### Goal of the exercise
The answer must consist of every line in the data below that holds the word "rendered".

### Extracted material
::::::
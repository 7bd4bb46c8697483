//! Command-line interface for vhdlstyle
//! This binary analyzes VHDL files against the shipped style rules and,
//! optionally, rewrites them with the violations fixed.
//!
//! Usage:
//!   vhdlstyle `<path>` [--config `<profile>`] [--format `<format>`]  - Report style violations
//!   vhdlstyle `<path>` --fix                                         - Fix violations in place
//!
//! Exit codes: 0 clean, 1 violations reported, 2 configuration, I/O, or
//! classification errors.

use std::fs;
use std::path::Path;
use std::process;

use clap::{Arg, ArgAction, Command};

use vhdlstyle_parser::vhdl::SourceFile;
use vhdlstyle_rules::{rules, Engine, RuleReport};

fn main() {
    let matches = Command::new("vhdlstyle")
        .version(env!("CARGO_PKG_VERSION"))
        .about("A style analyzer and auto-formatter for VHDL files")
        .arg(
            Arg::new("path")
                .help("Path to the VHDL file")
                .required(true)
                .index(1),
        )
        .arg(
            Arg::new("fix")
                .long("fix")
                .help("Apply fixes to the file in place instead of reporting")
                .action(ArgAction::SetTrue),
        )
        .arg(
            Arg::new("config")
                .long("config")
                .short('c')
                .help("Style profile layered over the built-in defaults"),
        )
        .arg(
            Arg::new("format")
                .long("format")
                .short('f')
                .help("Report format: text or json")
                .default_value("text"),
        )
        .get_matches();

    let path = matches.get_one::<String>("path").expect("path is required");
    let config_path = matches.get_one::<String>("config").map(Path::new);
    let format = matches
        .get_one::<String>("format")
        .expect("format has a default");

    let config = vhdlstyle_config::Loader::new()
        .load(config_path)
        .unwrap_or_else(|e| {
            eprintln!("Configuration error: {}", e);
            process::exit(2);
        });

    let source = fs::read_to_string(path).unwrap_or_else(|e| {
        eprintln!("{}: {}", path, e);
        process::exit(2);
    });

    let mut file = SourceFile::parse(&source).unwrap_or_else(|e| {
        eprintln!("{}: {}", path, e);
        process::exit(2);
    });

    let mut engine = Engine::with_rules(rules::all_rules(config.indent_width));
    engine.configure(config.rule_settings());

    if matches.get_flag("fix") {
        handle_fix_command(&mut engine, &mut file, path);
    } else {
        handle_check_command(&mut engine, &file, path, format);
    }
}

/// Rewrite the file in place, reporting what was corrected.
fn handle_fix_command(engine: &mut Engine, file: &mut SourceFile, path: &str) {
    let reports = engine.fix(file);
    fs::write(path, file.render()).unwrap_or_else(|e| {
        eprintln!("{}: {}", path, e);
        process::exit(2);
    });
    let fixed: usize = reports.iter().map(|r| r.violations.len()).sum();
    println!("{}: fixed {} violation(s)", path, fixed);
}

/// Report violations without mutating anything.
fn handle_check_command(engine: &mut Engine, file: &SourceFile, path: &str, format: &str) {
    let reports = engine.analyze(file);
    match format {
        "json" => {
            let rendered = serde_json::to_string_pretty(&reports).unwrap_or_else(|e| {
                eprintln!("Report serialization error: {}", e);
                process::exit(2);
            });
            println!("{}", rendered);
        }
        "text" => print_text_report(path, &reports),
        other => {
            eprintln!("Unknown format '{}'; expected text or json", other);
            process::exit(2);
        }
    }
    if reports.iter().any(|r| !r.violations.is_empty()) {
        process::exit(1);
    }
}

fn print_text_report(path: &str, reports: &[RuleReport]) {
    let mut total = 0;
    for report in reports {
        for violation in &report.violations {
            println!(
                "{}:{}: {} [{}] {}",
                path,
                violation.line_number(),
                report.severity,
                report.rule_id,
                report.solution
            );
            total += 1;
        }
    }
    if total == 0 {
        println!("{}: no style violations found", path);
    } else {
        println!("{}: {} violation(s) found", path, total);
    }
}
::::::
### Answer to this exercise
            let rendered = serde_json::to_string_pretty(&reports).unwrap_or_else(|e| {
            println!("{}", rendered);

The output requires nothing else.